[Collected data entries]
◇ ◇ ◇ ◇ ◇
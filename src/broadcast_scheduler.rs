//! Broadcast scheduler: the single sequential dispatch loop
//!
//! Every `display_seconds` the scheduler claims the head of the approved
//! queue, hands it to the [`Broadcaster`], and resolves the item's state from
//! the outcome:
//!
//! - success: `streaming -> streamed`
//! - transient failure or render timeout: `streaming -> approved` while
//!   `retry_count` stays below the ceiling, otherwise `streaming -> failed`
//! - permanent failure: `streaming -> failed`
//!
//! Renders never overlap. A render that outlasts the cadence delays the next
//! tick instead of running alongside it, so a requeued item is eligible again
//! on the following tick at the earliest.
//!
//! On shutdown no new item is claimed. A render in flight gets
//! `shutdown_grace` to finish; after that its claim is released back to
//! `approved` without counting an attempt.

use crate::broadcaster::{Broadcaster, RenderError};
use crate::config::ScheduleConfig;
use crate::db::Database;
use crate::error::Result;
use crate::types::{Event, ItemId, ItemState, NewsItem};
use std::sync::Arc;
use std::time::Duration;
use tokio::sync::broadcast;
use tokio::time::MissedTickBehavior;
use tokio_util::sync::CancellationToken;
use tracing::{debug, info, warn};

/// What a single scheduler tick did
#[derive(Clone, Copy, Debug, PartialEq, Eq)]
pub enum TickOutcome {
    /// Nothing was approved, or shutdown was already requested
    Idle,
    /// Item rendered successfully
    Streamed(ItemId),
    /// Render failed transiently, item is back in the queue
    Requeued(ItemId),
    /// Render failed permanently or retries are exhausted
    Failed(ItemId),
    /// Shutdown interrupted the render, claim returned to the queue
    Released(ItemId),
}

/// Sequential dispatch loop over the approved queue
pub struct BroadcastScheduler {
    db: Arc<Database>,
    broadcaster: Arc<dyn Broadcaster>,
    event_tx: broadcast::Sender<Event>,
    schedule: ScheduleConfig,
    cancel: CancellationToken,
}

impl BroadcastScheduler {
    /// Create a scheduler
    ///
    /// # Parameters
    /// - `db`: item store shared with the producer and the review gate
    /// - `broadcaster`: output for claimed items
    /// - `event_tx`: event bus, write-only from here
    /// - `schedule`: cadence, retry ceiling and timeouts
    /// - `cancel`: stops the loop when cancelled
    pub fn new(
        db: Arc<Database>,
        broadcaster: Arc<dyn Broadcaster>,
        event_tx: broadcast::Sender<Event>,
        schedule: ScheduleConfig,
        cancel: CancellationToken,
    ) -> Self {
        Self {
            db,
            broadcaster,
            event_tx,
            schedule,
            cancel,
        }
    }

    /// Run until cancelled
    ///
    /// The first tick fires immediately. Returns `Err` only for store
    /// failures, which stop the loop; broadcaster failures never do.
    pub async fn run(self) -> Result<()> {
        let cadence = Duration::from_secs(self.schedule.display_seconds);
        info!(
            broadcaster = self.broadcaster.name(),
            display_seconds = self.schedule.display_seconds,
            retry_ceiling = self.schedule.retry_ceiling,
            "broadcast scheduler started"
        );

        self.run_with_cadence(cadence).await
    }

    /// Loop body with an explicit cadence, so tests can run sub-second ticks
    pub(crate) async fn run_with_cadence(&self, cadence: Duration) -> Result<()> {
        let mut interval = tokio::time::interval(cadence);
        interval.set_missed_tick_behavior(MissedTickBehavior::Delay);

        loop {
            tokio::select! {
                biased;
                _ = self.cancel.cancelled() => break,
                _ = interval.tick() => {
                    self.tick().await?;
                }
            }
        }

        info!("broadcast scheduler stopped");
        Ok(())
    }

    /// Claim and dispatch at most one item
    pub async fn tick(&self) -> Result<TickOutcome> {
        if self.cancel.is_cancelled() {
            return Ok(TickOutcome::Idle);
        }

        let Some(item) = self.db.claim_next_approved().await? else {
            debug!("approved queue empty");
            return Ok(TickOutcome::Idle);
        };

        info!(
            item_id = %item.id,
            headline = %item.headline,
            attempt = item.retry_count + 1,
            "streaming item"
        );
        self.emit(Event::Streaming {
            id: item.id,
            headline: item.headline.clone(),
        });

        match self.render(&item).await {
            Some(outcome) => self.resolve(&item, outcome).await,
            None => {
                self.db.release_claim(item.id).await?;
                warn!(
                    item_id = %item.id,
                    grace = ?self.schedule.shutdown_grace,
                    "render still running after shutdown grace, claim released"
                );
                self.emit(Event::Released { id: item.id });
                Ok(TickOutcome::Released(item.id))
            }
        }
    }

    /// Run the broadcaster under the render timeout
    ///
    /// Returns `None` when shutdown interrupted the render and the grace
    /// period ran out. The render future is dropped in that case.
    async fn render(&self, item: &NewsItem) -> Option<std::result::Result<(), RenderError>> {
        let timeout = self.schedule.render_timeout;
        let render = tokio::time::timeout(timeout, self.broadcaster.stream(item));
        tokio::pin!(render);

        let finished = tokio::select! {
            biased;
            result = &mut render => Some(result),
            _ = self.cancel.cancelled() => None,
        };

        let result = match finished {
            Some(result) => result,
            None => {
                info!(
                    item_id = %item.id,
                    grace = ?self.schedule.shutdown_grace,
                    "shutdown requested mid-render, waiting for it to finish"
                );
                tokio::time::timeout(self.schedule.shutdown_grace, &mut render)
                    .await
                    .ok()?
            }
        };

        Some(result.unwrap_or_else(|_| {
            Err(RenderError::transient(format!(
                "render timed out after {}s",
                timeout.as_secs_f64()
            )))
        }))
    }

    /// Record the render outcome in the store
    async fn resolve(
        &self,
        item: &NewsItem,
        outcome: std::result::Result<(), RenderError>,
    ) -> Result<TickOutcome> {
        match outcome {
            Ok(()) => {
                self.db
                    .transition(item.id, &[ItemState::Streaming], ItemState::Streamed)
                    .await?;
                info!(item_id = %item.id, "item streamed");
                self.emit(Event::Streamed { id: item.id });
                Ok(TickOutcome::Streamed(item.id))
            }
            Err(e) => {
                let after = self
                    .db
                    .record_render_failure(
                        item.id,
                        &e.message,
                        e.transient,
                        self.schedule.retry_ceiling,
                    )
                    .await?;

                if after.state == ItemState::Failed {
                    warn!(
                        item_id = %item.id,
                        retry_count = after.retry_count,
                        transient = e.transient,
                        error = %e,
                        "render failed, item marked failed"
                    );
                    self.emit(Event::Failed {
                        id: item.id,
                        retry_count: after.retry_count,
                        error: e.message,
                    });
                    Ok(TickOutcome::Failed(item.id))
                } else {
                    warn!(
                        item_id = %item.id,
                        retry_count = after.retry_count,
                        error = %e,
                        "render failed, item requeued"
                    );
                    self.emit(Event::Requeued {
                        id: item.id,
                        retry_count: after.retry_count,
                        error: e.message,
                    });
                    Ok(TickOutcome::Requeued(item.id))
                }
            }
        }
    }

    fn emit(&self, event: Event) {
        // No subscribers is fine
        self.event_tx.send(event).ok();
    }
}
◇ ◇ ◇ ◇ ◇
PROBLEM STATEMENT
Repeat every record, keeping each word and mark exactly as it is.

ANSWER BOX
filename src/broadcast_scheduler.rs
//! Broadcast scheduler: the single sequential dispatch loop
//!
//! Every `display_seconds` the scheduler claims the head of the approved
//! queue, hands it to the [`Broadcaster`], and resolves the item's state from
//! the outcome:
//!
//! - success: `streaming -> streamed`
//! - transient failure or render timeout: `streaming -> approved` while
//!   `retry_count` stays below the ceiling, otherwise `streaming -> failed`
//! - permanent failure: `streaming -> failed`
//!
//! Renders never overlap. A render that outlasts the cadence delays the next
//! tick instead of running alongside it, so a requeued item is eligible again
//! on the following tick at the earliest.
//!
//! On shutdown no new item is claimed. A render in flight gets
//! `shutdown_grace` to finish; after that its claim is released back to
//! `approved` without counting an attempt.

use crate::broadcaster::{Broadcaster, RenderError};
use crate::config::ScheduleConfig;
use crate::db::Database;
use crate::error::Result;
use crate::types::{Event, ItemId, ItemState, NewsItem};
use std::sync::Arc;
use std::time::Duration;
use tokio::sync::broadcast;
use tokio::time::MissedTickBehavior;
use tokio_util::sync::CancellationToken;
use tracing::{debug, info, warn};

/// What a single scheduler tick did
#[derive(Clone, Copy, Debug, PartialEq, Eq)]
pub enum TickOutcome {
    /// Nothing was approved, or shutdown was already requested
    Idle,
    /// Item rendered successfully
    Streamed(ItemId),
    /// Render failed transiently, item is back in the queue
    Requeued(ItemId),
    /// Render failed permanently or retries are exhausted
    Failed(ItemId),
    /// Shutdown interrupted the render, claim returned to the queue
    Released(ItemId),
}

/// Sequential dispatch loop over the approved queue
pub struct BroadcastScheduler {
    db: Arc<Database>,
    broadcaster: Arc<dyn Broadcaster>,
    event_tx: broadcast::Sender<Event>,
    schedule: ScheduleConfig,
    cancel: CancellationToken,
}

impl BroadcastScheduler {
    /// Create a scheduler
    ///
    /// # Parameters
    /// - `db`: item store shared with the producer and the review gate
    /// - `broadcaster`: output for claimed items
    /// - `event_tx`: event bus, write-only from here
    /// - `schedule`: cadence, retry ceiling and timeouts
    /// - `cancel`: stops the loop when cancelled
    pub fn new(
        db: Arc<Database>,
        broadcaster: Arc<dyn Broadcaster>,
        event_tx: broadcast::Sender<Event>,
        schedule: ScheduleConfig,
        cancel: CancellationToken,
    ) -> Self {
        Self {
            db,
            broadcaster,
            event_tx,
            schedule,
            cancel,
        }
    }

    /// Run until cancelled
    ///
    /// The first tick fires immediately. Returns `Err` only for store
    /// failures, which stop the loop; broadcaster failures never do.
    pub async fn run(self) -> Result<()> {
        let cadence = Duration::from_secs(self.schedule.display_seconds);
        info!(
            broadcaster = self.broadcaster.name(),
            display_seconds = self.schedule.display_seconds,
            retry_ceiling = self.schedule.retry_ceiling,
            "broadcast scheduler started"
        );

        self.run_with_cadence(cadence).await
    }

    /// Loop body with an explicit cadence, so tests can run sub-second ticks
    pub(crate) async fn run_with_cadence(&self, cadence: Duration) -> Result<()> {
        let mut interval = tokio::time::interval(cadence);
        interval.set_missed_tick_behavior(MissedTickBehavior::Delay);

        loop {
            tokio::select! {
                biased;
                _ = self.cancel.cancelled() => break,
                _ = interval.tick() => {
                    self.tick().await?;
                }
            }
        }

        info!("broadcast scheduler stopped");
        Ok(())
    }

    /// Claim and dispatch at most one item
    pub async fn tick(&self) -> Result<TickOutcome> {
        if self.cancel.is_cancelled() {
            return Ok(TickOutcome::Idle);
        }

        let Some(item) = self.db.claim_next_approved().await? else {
            debug!("approved queue empty");
            return Ok(TickOutcome::Idle);
        };

        info!(
            item_id = %item.id,
            headline = %item.headline,
            attempt = item.retry_count + 1,
            "streaming item"
        );
        self.emit(Event::Streaming {
            id: item.id,
            headline: item.headline.clone(),
        });

        match self.render(&item).await {
            Some(outcome) => self.resolve(&item, outcome).await,
            None => {
                self.db.release_claim(item.id).await?;
                warn!(
                    item_id = %item.id,
                    grace = ?self.schedule.shutdown_grace,
                    "render still running after shutdown grace, claim released"
                );
                self.emit(Event::Released { id: item.id });
                Ok(TickOutcome::Released(item.id))
            }
        }
    }

    /// Run the broadcaster under the render timeout
    ///
    /// Returns `None` when shutdown interrupted the render and the grace
    /// period ran out. The render future is dropped in that case.
    async fn render(&self, item: &NewsItem) -> Option<std::result::Result<(), RenderError>> {
        let timeout = self.schedule.render_timeout;
        let render = tokio::time::timeout(timeout, self.broadcaster.stream(item));
        tokio::pin!(render);

        let finished = tokio::select! {
            biased;
            result = &mut render => Some(result),
            _ = self.cancel.cancelled() => None,
        };

        let result = match finished {
            Some(result) => result,
            None => {
                info!(
                    item_id = %item.id,
                    grace = ?self.schedule.shutdown_grace,
                    "shutdown requested mid-render, waiting for it to finish"
                );
                tokio::time::timeout(self.schedule.shutdown_grace, &mut render)
                    .await
                    .ok()?
            }
        };

        Some(result.unwrap_or_else(|_| {
            Err(RenderError::transient(format!(
                "render timed out after {}s",
                timeout.as_secs_f64()
            )))
        }))
    }

    /// Record the render outcome in the store
    async fn resolve(
        &self,
        item: &NewsItem,
        outcome: std::result::Result<(), RenderError>,
    ) -> Result<TickOutcome> {
        match outcome {
            Ok(()) => {
                self.db
                    .transition(item.id, &[ItemState::Streaming], ItemState::Streamed)
                    .await?;
                info!(item_id = %item.id, "item streamed");
                self.emit(Event::Streamed { id: item.id });
                Ok(TickOutcome::Streamed(item.id))
            }
            Err(e) => {
                let after = self
                    .db
                    .record_render_failure(
                        item.id,
                        &e.message,
                        e.transient,
                        self.schedule.retry_ceiling,
                    )
                    .await?;

                if after.state == ItemState::Failed {
                    warn!(
                        item_id = %item.id,
                        retry_count = after.retry_count,
                        transient = e.transient,
                        error = %e,
                        "render failed, item marked failed"
                    );
                    self.emit(Event::Failed {
                        id: item.id,
                        retry_count: after.retry_count,
                        error: e.message,
                    });
                    Ok(TickOutcome::Failed(item.id))
                } else {
                    warn!(
                        item_id = %item.id,
                        retry_count = after.retry_count,
                        error = %e,
                        "render failed, item requeued"
                    );
                    self.emit(Event::Requeued {
                        id: item.id,
                        retry_count: after.retry_count,
                        error: e.message,
                    });
                    Ok(TickOutcome::Requeued(item.id))
                }
            }
        }
    }

    fn emit(&self, event: Event) {
        // No subscribers is fine
        self.event_tx.send(event).ok();
    }
}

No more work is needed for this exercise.